══ Input ══

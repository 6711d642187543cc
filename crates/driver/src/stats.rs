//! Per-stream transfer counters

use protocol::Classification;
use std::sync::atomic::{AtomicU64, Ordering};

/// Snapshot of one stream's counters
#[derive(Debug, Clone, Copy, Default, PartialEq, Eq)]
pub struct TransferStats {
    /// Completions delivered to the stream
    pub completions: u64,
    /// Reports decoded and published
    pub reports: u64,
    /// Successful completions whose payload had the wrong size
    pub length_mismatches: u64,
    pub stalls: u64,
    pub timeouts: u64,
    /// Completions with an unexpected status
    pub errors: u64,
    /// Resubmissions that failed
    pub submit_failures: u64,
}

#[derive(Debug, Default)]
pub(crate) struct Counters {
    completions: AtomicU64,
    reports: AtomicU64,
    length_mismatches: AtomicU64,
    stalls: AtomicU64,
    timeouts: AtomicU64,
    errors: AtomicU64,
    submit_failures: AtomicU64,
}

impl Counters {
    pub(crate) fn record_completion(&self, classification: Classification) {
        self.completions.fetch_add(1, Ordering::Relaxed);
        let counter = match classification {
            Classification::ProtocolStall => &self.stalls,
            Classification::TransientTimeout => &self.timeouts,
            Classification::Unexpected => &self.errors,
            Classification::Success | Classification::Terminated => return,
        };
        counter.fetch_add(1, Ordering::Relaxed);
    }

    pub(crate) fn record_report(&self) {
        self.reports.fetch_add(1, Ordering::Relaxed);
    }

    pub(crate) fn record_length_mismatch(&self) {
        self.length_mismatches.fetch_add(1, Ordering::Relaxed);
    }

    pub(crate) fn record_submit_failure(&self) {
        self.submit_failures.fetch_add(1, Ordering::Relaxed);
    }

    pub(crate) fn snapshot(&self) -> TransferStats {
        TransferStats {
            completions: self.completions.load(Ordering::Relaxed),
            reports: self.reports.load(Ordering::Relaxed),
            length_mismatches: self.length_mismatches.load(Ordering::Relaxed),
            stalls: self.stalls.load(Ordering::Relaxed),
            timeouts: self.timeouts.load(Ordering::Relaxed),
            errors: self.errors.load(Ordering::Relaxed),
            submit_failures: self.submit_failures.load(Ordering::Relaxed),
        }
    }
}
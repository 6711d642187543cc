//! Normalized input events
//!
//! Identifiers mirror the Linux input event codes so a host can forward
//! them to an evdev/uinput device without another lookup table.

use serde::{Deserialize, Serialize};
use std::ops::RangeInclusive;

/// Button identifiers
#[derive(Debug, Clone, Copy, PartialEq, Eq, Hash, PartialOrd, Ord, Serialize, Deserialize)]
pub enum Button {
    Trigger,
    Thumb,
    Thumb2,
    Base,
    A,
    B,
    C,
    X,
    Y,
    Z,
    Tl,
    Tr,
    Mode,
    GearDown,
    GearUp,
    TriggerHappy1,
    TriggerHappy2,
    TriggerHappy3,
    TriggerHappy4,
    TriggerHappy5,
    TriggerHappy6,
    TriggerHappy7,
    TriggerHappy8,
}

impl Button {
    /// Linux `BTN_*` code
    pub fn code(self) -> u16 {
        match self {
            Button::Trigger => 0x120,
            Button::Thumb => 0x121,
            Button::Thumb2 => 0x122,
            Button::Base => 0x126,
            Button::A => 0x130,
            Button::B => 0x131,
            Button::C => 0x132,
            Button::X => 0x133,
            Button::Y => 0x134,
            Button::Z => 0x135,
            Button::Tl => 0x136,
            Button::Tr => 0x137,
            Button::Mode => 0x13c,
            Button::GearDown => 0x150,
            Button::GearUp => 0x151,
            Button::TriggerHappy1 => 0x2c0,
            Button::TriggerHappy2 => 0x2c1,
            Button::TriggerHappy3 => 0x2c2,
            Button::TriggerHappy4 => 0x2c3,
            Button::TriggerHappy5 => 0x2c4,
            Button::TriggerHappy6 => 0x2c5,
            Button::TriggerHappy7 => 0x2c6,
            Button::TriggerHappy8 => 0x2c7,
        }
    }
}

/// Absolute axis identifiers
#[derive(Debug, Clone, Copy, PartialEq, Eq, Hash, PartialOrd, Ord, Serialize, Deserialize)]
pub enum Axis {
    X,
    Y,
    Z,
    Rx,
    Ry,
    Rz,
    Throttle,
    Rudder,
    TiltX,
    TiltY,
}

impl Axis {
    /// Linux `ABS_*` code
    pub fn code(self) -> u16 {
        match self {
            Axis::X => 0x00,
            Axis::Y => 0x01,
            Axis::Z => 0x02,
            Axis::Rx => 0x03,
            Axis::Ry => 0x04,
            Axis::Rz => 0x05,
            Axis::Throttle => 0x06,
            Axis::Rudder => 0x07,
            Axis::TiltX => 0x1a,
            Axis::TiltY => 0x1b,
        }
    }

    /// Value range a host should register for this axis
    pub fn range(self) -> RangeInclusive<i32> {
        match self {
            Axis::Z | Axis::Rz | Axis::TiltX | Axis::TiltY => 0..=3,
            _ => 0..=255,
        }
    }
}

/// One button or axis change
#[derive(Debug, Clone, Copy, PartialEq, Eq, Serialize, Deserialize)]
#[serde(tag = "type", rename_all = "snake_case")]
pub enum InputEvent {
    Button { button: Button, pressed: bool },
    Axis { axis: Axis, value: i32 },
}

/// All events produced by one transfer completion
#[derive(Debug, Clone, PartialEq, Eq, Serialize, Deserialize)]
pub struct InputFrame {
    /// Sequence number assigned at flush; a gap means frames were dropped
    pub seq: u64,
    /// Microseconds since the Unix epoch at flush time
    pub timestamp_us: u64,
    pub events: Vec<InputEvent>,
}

═══

> _To do_
Precisely as given, transcribe all of the entries above.

> _Output for this task_
repository 6711d642187543cc
filename crates/driver/src/stats.rs
//! Per-stream transfer counters

use protocol::Classification;
use std::sync::atomic::{AtomicU64, Ordering};

/// Snapshot of one stream's counters
#[derive(Debug, Clone, Copy, Default, PartialEq, Eq)]
pub struct TransferStats {
    /// Completions delivered to the stream
    pub completions: u64,
    /// Reports decoded and published
    pub reports: u64,
    /// Successful completions whose payload had the wrong size
    pub length_mismatches: u64,
    pub stalls: u64,
    pub timeouts: u64,
    /// Completions with an unexpected status
    pub errors: u64,
    /// Resubmissions that failed
    pub submit_failures: u64,
}

#[derive(Debug, Default)]
pub(crate) struct Counters {
    completions: AtomicU64,
    reports: AtomicU64,
    length_mismatches: AtomicU64,
    stalls: AtomicU64,
    timeouts: AtomicU64,
    errors: AtomicU64,
    submit_failures: AtomicU64,
}

impl Counters {
    pub(crate) fn record_completion(&self, classification: Classification) {
        self.completions.fetch_add(1, Ordering::Relaxed);
        let counter = match classification {
            Classification::ProtocolStall => &self.stalls,
            Classification::TransientTimeout => &self.timeouts,
            Classification::Unexpected => &self.errors,
            Classification::Success | Classification::Terminated => return,
        };
        counter.fetch_add(1, Ordering::Relaxed);
    }

    pub(crate) fn record_report(&self) {
        self.reports.fetch_add(1, Ordering::Relaxed);
    }

    pub(crate) fn record_length_mismatch(&self) {
        self.length_mismatches.fetch_add(1, Ordering::Relaxed);
    }

    pub(crate) fn record_submit_failure(&self) {
        self.submit_failures.fetch_add(1, Ordering::Relaxed);
    }

    pub(crate) fn snapshot(&self) -> TransferStats {
        TransferStats {
            completions: self.completions.load(Ordering::Relaxed),
            reports: self.reports.load(Ordering::Relaxed),
            length_mismatches: self.length_mismatches.load(Ordering::Relaxed),
            stalls: self.stalls.load(Ordering::Relaxed),
            timeouts: self.timeouts.load(Ordering::Relaxed),
            errors: self.errors.load(Ordering::Relaxed),
            submit_failures: self.submit_failures.load(Ordering::Relaxed),
        }
    }
}
repository 6711d642187543cc
//! Normalized input events
//!
//! Identifiers mirror the Linux input event codes so a host can forward
//! them to an evdev/uinput device without another lookup table.

use serde::{Deserialize, Serialize};
use std::ops::RangeInclusive;

/// Button identifiers
#[derive(Debug, Clone, Copy, PartialEq, Eq, Hash, PartialOrd, Ord, Serialize, Deserialize)]
pub enum Button {
    Trigger,
    Thumb,
    Thumb2,
    Base,
    A,
    B,
    C,
    X,
    Y,
    Z,
    Tl,
    Tr,
    Mode,
    GearDown,
    GearUp,
    TriggerHappy1,
    TriggerHappy2,
    TriggerHappy3,
    TriggerHappy4,
    TriggerHappy5,
    TriggerHappy6,
    TriggerHappy7,
    TriggerHappy8,
}

impl Button {
    /// Linux `BTN_*` code
    pub fn code(self) -> u16 {
        match self {
            Button::Trigger => 0x120,
            Button::Thumb => 0x121,
            Button::Thumb2 => 0x122,
            Button::Base => 0x126,
            Button::A => 0x130,
            Button::B => 0x131,
            Button::C => 0x132,
            Button::X => 0x133,
            Button::Y => 0x134,
            Button::Z => 0x135,
            Button::Tl => 0x136,
            Button::Tr => 0x137,
            Button::Mode => 0x13c,
            Button::GearDown => 0x150,
            Button::GearUp => 0x151,
            Button::TriggerHappy1 => 0x2c0,
            Button::TriggerHappy2 => 0x2c1,
            Button::TriggerHappy3 => 0x2c2,
            Button::TriggerHappy4 => 0x2c3,
            Button::TriggerHappy5 => 0x2c4,
            Button::TriggerHappy6 => 0x2c5,
            Button::TriggerHappy7 => 0x2c6,
            Button::TriggerHappy8 => 0x2c7,
        }
    }
}

/// Absolute axis identifiers
#[derive(Debug, Clone, Copy, PartialEq, Eq, Hash, PartialOrd, Ord, Serialize, Deserialize)]
pub enum Axis {
    X,
    Y,
    Z,
    Rx,
    Ry,
    Rz,
    Throttle,
    Rudder,
    TiltX,
    TiltY,
}

impl Axis {
    /// Linux `ABS_*` code
    pub fn code(self) -> u16 {
        match self {
            Axis::X => 0x00,
            Axis::Y => 0x01,
            Axis::Z => 0x02,
            Axis::Rx => 0x03,
            Axis::Ry => 0x04,
            Axis::Rz => 0x05,
            Axis::Throttle => 0x06,
            Axis::Rudder => 0x07,
            Axis::TiltX => 0x1a,
            Axis::TiltY => 0x1b,
        }
    }

    /// Value range a host should register for this axis
    pub fn range(self) -> RangeInclusive<i32> {
        match self {
            Axis::Z | Axis::Rz | Axis::TiltX | Axis::TiltY => 0..=3,
            _ => 0..=255,
        }
    }
}

/// One button or axis change
#[derive(Debug, Clone, Copy, PartialEq, Eq, Serialize, Deserialize)]
#[serde(tag = "type", rename_all = "snake_case")]
pub enum InputEvent {
    Button { button: Button, pressed: bool },
    Axis { axis: Axis, value: i32 },
}

/// All events produced by one transfer completion
#[derive(Debug, Clone, PartialEq, Eq, Serialize, Deserialize)]
pub struct InputFrame {
    /// Sequence number assigned at flush; a gap means frames were dropped
    pub seq: u64,
    /// Microseconds since the Unix epoch at flush time
    pub timestamp_us: u64,
    pub events: Vec<InputEvent>,
}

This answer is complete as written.